8 Ocak 2014 Çarşamba

Evlendikten sonra hayat var mı?


“Eğer Tanrı evliliği onaylasaydı, Adem ile Havva’nın yanında bir de nikah memuru yaratırdı.”


Evlilik bir kurumdur ve bu kurumlarla ilgili saçma sapan hayallere kapılmamak gerekir çünkü evlilik toplumsal beklentiler ve baskılarla oluşturulan bir birimdir. Ülkemizde çocuk sahibi olmak ve toplumdan dışlanmamak için gerekli bir uygulamadır. Başta devlet olmak üzere tanıdığımız herkese yasal olarak sevişme iznimiz olduğunu ilan ediyoruz ve bundan sonra toplum tarafından yaratılıştan gelen cinselliğimiz kabul görülüyor.

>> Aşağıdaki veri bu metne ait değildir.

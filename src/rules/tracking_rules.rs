//! Change-tracking and loading-strategy rules.

use super::{visitor, Diagnostic, Fix, Rule, Severity};
use crate::engine::AnalysisContext;
use crate::fix::rewrite;
use crate::semantics::chain::{walk_chain, Origin};
use crate::semantics::methods::{self, ENTITY_RETURNING, PROJECTIONS, TRACKING_MARKERS, WRITE_CALLS};
use crate::semantics::syntax::{self, FUNCTION_KINDS, LAMBDA_KINDS};
use tree_sitter::Node;

const EF_NAMESPACE: &str = "Microsoft.EntityFrameworkCore";

/// Detects read-only entity queries that are tracked by the change tracker.
///
/// When a method never writes through the context, tracking the loaded
/// entities only costs memory and snapshot time.
///
/// # Example
/// ```csharp
/// // Bad
/// public List<Product> Catalog() => db.Products.Where(p => p.Listed).ToList();
///
/// // Good
/// public List<Product> Catalog() => db.Products.AsNoTracking().Where(p => p.Listed).ToList();
/// ```
pub struct MissingAsNoTrackingRule;

impl Rule for MissingAsNoTrackingRule {
    fn id(&self) -> &'static str {
        "missing-as-no-tracking"
    }

    fn name(&self) -> &'static str {
        "Missing AsNoTracking"
    }

    fn description(&self) -> &'static str {
        "Detects read-only entity queries in methods that never save, where AsNoTracking avoids change-tracking overhead"
    }

    fn default_severity(&self) -> Severity {
        Severity::Info
    }

    fn check(&self, ctx: &AnalysisContext) -> Vec<Diagnostic> {
        let mut diagnostics = Vec::new();

        for &node in ctx.invocations() {
            let Some(call) = syntax::as_call(node, ctx.source) else {
                continue;
            };
            if !methods::is_in(ENTITY_RETURNING, call.name) {
                continue;
            }
            let chain = walk_chain(ctx, node);
            if chain.origin != Origin::DbSet || !chain.is_server_side_call() {
                continue;
            }
            if chain.has_any(PROJECTIONS) || chain.has_any(TRACKING_MARKERS) {
                continue;
            }
            let Some(set) = chain.origin_node else {
                continue;
            };
            if writes_through_context(ctx, node) {
                continue;
            }

            let mut replacements = vec![rewrite::insert_after(ctx, set, ".AsNoTracking()")];
            replacements.extend(rewrite::ensure_using(ctx, EF_NAMESPACE));

            diagnostics.push(
                ctx.diagnostic(
                    self.id(),
                    self.default_severity(),
                    node,
                    format!(
                        "Read-only query on `{}` tracks every loaded entity",
                        ctx.text(set)
                    ),
                )
                .with_suggestion("Add `.AsNoTracking()` when the entities are not modified")
                .with_fix(Some(Fix {
                    description: "Insert `.AsNoTracking()`".to_string(),
                    replacements,
                })),
            );
        }

        diagnostics
    }
}

/// Whether the method containing `node` calls `SaveChanges`, `Add`,
/// `Update`, `Remove`, `Attach` or `Entry` on anything.
fn writes_through_context(ctx: &AnalysisContext<'_>, node: Node<'_>) -> bool {
    let Some(method) = visitor::ancestors(node)
        .find(|a| FUNCTION_KINDS.contains(&a.kind()) && !LAMBDA_KINDS.contains(&a.kind()))
    else {
        return false;
    };
    let mut writes = false;
    visitor::walk(method, |n| {
        if writes || n.kind() != "invocation_expression" {
            return;
        }
        if let Some(call) = syntax::as_call(n, ctx.source) {
            writes = methods::is_in(WRITE_CALLS, call.name);
        }
    });
    writes
}

/// Detects queries eagerly loading two or more collections in one SQL
/// statement.
///
/// Each additional `Include` joins another table; the row count becomes the
/// product of the collection sizes.
///
/// # Example
/// ```csharp
/// // Bad: Orders x Addresses rows per customer
/// db.Customers.Include(c => c.Orders).Include(c => c.Addresses).ToList();
///
/// // Good
/// db.Customers.Include(c => c.Orders).Include(c => c.Addresses).AsSplitQuery().ToList();
/// ```
pub struct CartesianExplosionRule;

impl Rule for CartesianExplosionRule {
    fn id(&self) -> &'static str {
        "cartesian-explosion"
    }

    fn name(&self) -> &'static str {
        "Cartesian Explosion"
    }

    fn description(&self) -> &'static str {
        "Detects queries with multiple Include calls and no AsSplitQuery/AsSingleQuery"
    }

    fn default_severity(&self) -> Severity {
        Severity::Warning
    }

    fn check(&self, ctx: &AnalysisContext) -> Vec<Diagnostic> {
        let mut diagnostics = Vec::new();

        for &node in ctx.invocations() {
            let Some(call) = syntax::as_call(node, ctx.source) else {
                continue;
            };
            if !methods::is_executing(call.name) {
                continue;
            }
            let chain = walk_chain(ctx, node);
            if !chain.is_server_side_call() {
                continue;
            }
            let includes = chain.count_before(chain.last_index(), "Include");
            if includes < 2 || chain.has_any(&["AsSplitQuery", "AsSingleQuery"]) {
                continue;
            }

            let fix = chain.origin_node.map(|set| {
                let mut replacements = vec![rewrite::insert_after(ctx, set, ".AsSplitQuery()")];
                replacements.extend(rewrite::ensure_using(ctx, EF_NAMESPACE));
                Fix {
                    description: "Insert `.AsSplitQuery()`".to_string(),
                    replacements,
                }
            });

            diagnostics.push(
                ctx.diagnostic(
                    self.id(),
                    self.default_severity(),
                    node,
                    format!("Query loads {includes} related collections with a single SQL statement"),
                )
                .with_suggestion("Add `.AsSplitQuery()` or configure split queries globally")
                .with_fix(fix),
            );
        }

        diagnostics
    }
}

#[cfg(test)]
mod tests {
    use super::*;
    use crate::rules::test_support::{apply_all, check_source};
    use pretty_assertions::assert_eq;

    #[test]
    fn test_read_only_query_gets_no_tracking() {
        let source = r#"using System.Linq;
class Catalog {
    private readonly ShopDbContext _db;
    public List<Product> Listed() {
        return _db.Products.Where(p => p.Listed).ToList();
    }
}"#;
        let diagnostics = check_source(&MissingAsNoTrackingRule, source);
        assert_eq!(diagnostics.len(), 1);
        assert_eq!(diagnostics[0].severity, Severity::Info);
        assert_eq!(
            apply_all(source, &diagnostics),
            r#"using System.Linq;
using Microsoft.EntityFrameworkCore;
class Catalog {
    private readonly ShopDbContext _db;
    public List<Product> Listed() {
        return _db.Products.AsNoTracking().Where(p => p.Listed).ToList();
    }
}"#
        );
    }

    #[test]
    fn test_method_that_saves_is_ignored() {
        let source = r#"
class S {
    async Task Rename(AppDbContext db, int id, string name) {
        var user = await db.Users.FirstAsync(u => u.Id == id);
        user.Name = name;
        await db.SaveChangesAsync();
    }
}"#;
        assert!(check_source(&MissingAsNoTrackingRule, source).is_empty());
    }

    #[test]
    fn test_projection_and_explicit_tracking_are_ignored() {
        let source = r#"
class S {
    void M(AppDbContext db) {
        var names = db.Users.Select(u => u.Name).ToList();
        var tracked = db.Users.AsTracking().ToList();
        var count = db.Users.Count();
    }
}"#;
        assert!(check_source(&MissingAsNoTrackingRule, source).is_empty());
    }

    #[test]
    fn test_shared_query_fix_applies_once() {
        let source = r#"using Microsoft.EntityFrameworkCore;
class S {
    void M(AppDbContext db) {
        var open = db.Orders.Where(o => o.Open);
        var first = open.First();
        var all = open.ToList();
    }
}"#;
        let diagnostics = check_source(&MissingAsNoTrackingRule, source);
        assert_eq!(diagnostics.len(), 2);
        assert_eq!(
            apply_all(source, &diagnostics),
            r#"using Microsoft.EntityFrameworkCore;
class S {
    void M(AppDbContext db) {
        var open = db.Orders.AsNoTracking().Where(o => o.Open);
        var first = open.First();
        var all = open.ToList();
    }
}"#
        );
    }

    #[test]
    fn test_two_includes_without_split_query() {
        let source = r#"using Microsoft.EntityFrameworkCore;
class S {
    List<Customer> M(AppDbContext db) {
        return db.Customers.Include(c => c.Orders).Include(c => c.Addresses).ToList();
    }
}"#;
        let diagnostics = check_source(&CartesianExplosionRule, source);
        assert_eq!(diagnostics.len(), 1);
        assert!(diagnostics[0].message.contains("2 related collections"));
        assert_eq!(
            apply_all(source, &diagnostics),
            r#"using Microsoft.EntityFrameworkCore;
class S {
    List<Customer> M(AppDbContext db) {
        return db.Customers.AsSplitQuery().Include(c => c.Orders).Include(c => c.Addresses).ToList();
    }
}"#
        );
    }

    #[test]
    fn test_split_or_single_query_is_respected() {
        let source = r#"
class S {
    void M(AppDbContext db) {
        var a = db.Customers.Include(c => c.Orders).Include(c => c.Addresses).AsSplitQuery().ToList();
        var b = db.Customers.Include(c => c.Orders).Include(c => c.Addresses).AsSingleQuery().ToList();
        var d = db.Customers.Include(c => c.Orders).ThenInclude(o => o.Lines).ToList();
    }
}"#;
        assert!(check_source(&CartesianExplosionRule, source).is_empty());
    }
}
//! Round-trip rules.
//!
//! Detects queries and saves that run once per iteration of a loop or
//! per-item callback instead of once for the whole batch.

use super::{Diagnostic, Rule, Severity};
use crate::engine::AnalysisContext;
use crate::semantics::chain::{walk_chain, Origin};
use crate::semantics::methods;
use crate::semantics::scope;
use crate::semantics::syntax;

/// Detects N+1 query patterns - database queries executed inside loops.
///
/// Instead of fetching related rows in one query, the code runs one query
/// per element of an outer collection.
///
/// # Example
/// ```csharp
/// // Bad: one query per order
/// foreach (var order in orders)
/// {
///     var customer = db.Customers.Find(order.CustomerId);
/// }
///
/// // Good: one query for all orders
/// var ids = orders.Select(o => o.CustomerId).ToList();
/// var customers = db.Customers.Where(c => ids.Contains(c.Id)).ToDictionary(c => c.Id);
/// ```
pub struct NPlusOneQueryRule;

impl Rule for NPlusOneQueryRule {
    fn id(&self) -> &'static str {
        "n-plus-one-query"
    }

    fn name(&self) -> &'static str {
        "N+1 Query Detection"
    }

    fn description(&self) -> &'static str {
        "Detects database queries inside loops that could be batched into a single query"
    }

    fn default_severity(&self) -> Severity {
        Severity::Error
    }

    fn check(&self, ctx: &AnalysisContext) -> Vec<Diagnostic> {
        let mut diagnostics = Vec::new();

        for &node in ctx.invocations() {
            let Some(call) = syntax::as_call(node, ctx.source) else {
                continue;
            };
            let executes = methods::is_executing(call.name) || methods::base_name(call.name) == "Find";
            if !executes {
                continue;
            }
            let chain = walk_chain(ctx, node);
            if !chain.is_server_side_call() {
                continue;
            }
            let Some(repetition) = scope::enclosing_repetition(ctx, node) else {
                continue;
            };

            diagnostics.push(
                ctx.diagnostic(
                    self.id(),
                    self.default_severity(),
                    node,
                    format!(
                        "Database query `{}` executed inside {} (N+1 query pattern)",
                        call.name,
                        repetition.describe()
                    ),
                )
                .with_suggestion(
                    "Load the rows for all items with one query before the loop \
                     (e.g. `Where(x => ids.Contains(x.Id))` or `Include`) and look them up in memory",
                ),
            );
        }

        diagnostics
    }
}

/// Detects `SaveChanges` called once per loop iteration.
///
/// Each call opens a transaction and flushes pending changes in its own
/// round trip; batching the whole loop into one call is usually intended.
pub struct SaveChangesInLoopRule;

impl Rule for SaveChangesInLoopRule {
    fn id(&self) -> &'static str {
        "save-changes-in-loop"
    }

    fn name(&self) -> &'static str {
        "SaveChanges Inside Loop"
    }

    fn description(&self) -> &'static str {
        "Detects SaveChanges/SaveChangesAsync calls inside loops that could be issued once after the loop"
    }

    fn default_severity(&self) -> Severity {
        Severity::Warning
    }

    fn check(&self, ctx: &AnalysisContext) -> Vec<Diagnostic> {
        let mut diagnostics = Vec::new();

        for &node in ctx.invocations() {
            let Some(call) = syntax::as_call(node, ctx.source) else {
                continue;
            };
            if methods::base_name(call.name) != "SaveChanges" || !is_context_call(ctx, &call) {
                continue;
            }
            let Some(repetition) = scope::enclosing_repetition(ctx, node) else {
                continue;
            };

            diagnostics.push(
                ctx.diagnostic(
                    self.id(),
                    self.default_severity(),
                    node,
                    format!("`{}` called inside {}", call.name, repetition.describe()),
                )
                .with_suggestion("Stage all changes in the loop and call SaveChanges once after it"),
            );
        }

        diagnostics
    }
}

/// `ctx.SaveChanges()`, or a bare `SaveChanges()` inside a context class.
fn is_context_call(ctx: &AnalysisContext<'_>, call: &syntax::Call<'_>) -> bool {
    if call.receiver.is_none() {
        return scope::enclosing_type(call.node)
            .and_then(|t| t.child_by_field_name("name"))
            .is_some_and(|name| ctx.symbols.is_context_class(ctx.text(name)));
    }
    walk_chain(ctx, call.node).origin == Origin::Context
}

Erkekler için evlilik temiz bir ev, yıkanmış, ütülenmiş kıyafetler, işten gelince hazır sıcak yemek ve bedava seks anlamına gelirken kadınlar içinse evde maddi güvence demektir. Çalışan kadınlar için de bu durum aynıdır. Evin giderlerini kocam karşılasın ben de rahatça ayakkabı, çanta ve kıyafet alayım, bakım yaptırayım demektir. Hele bir de çocuk olursa gelecek garantiye alınmış olur.

Geç yaşta alınan evlilik kararı ise daha çok yalnız kalma korkusu ile alınır.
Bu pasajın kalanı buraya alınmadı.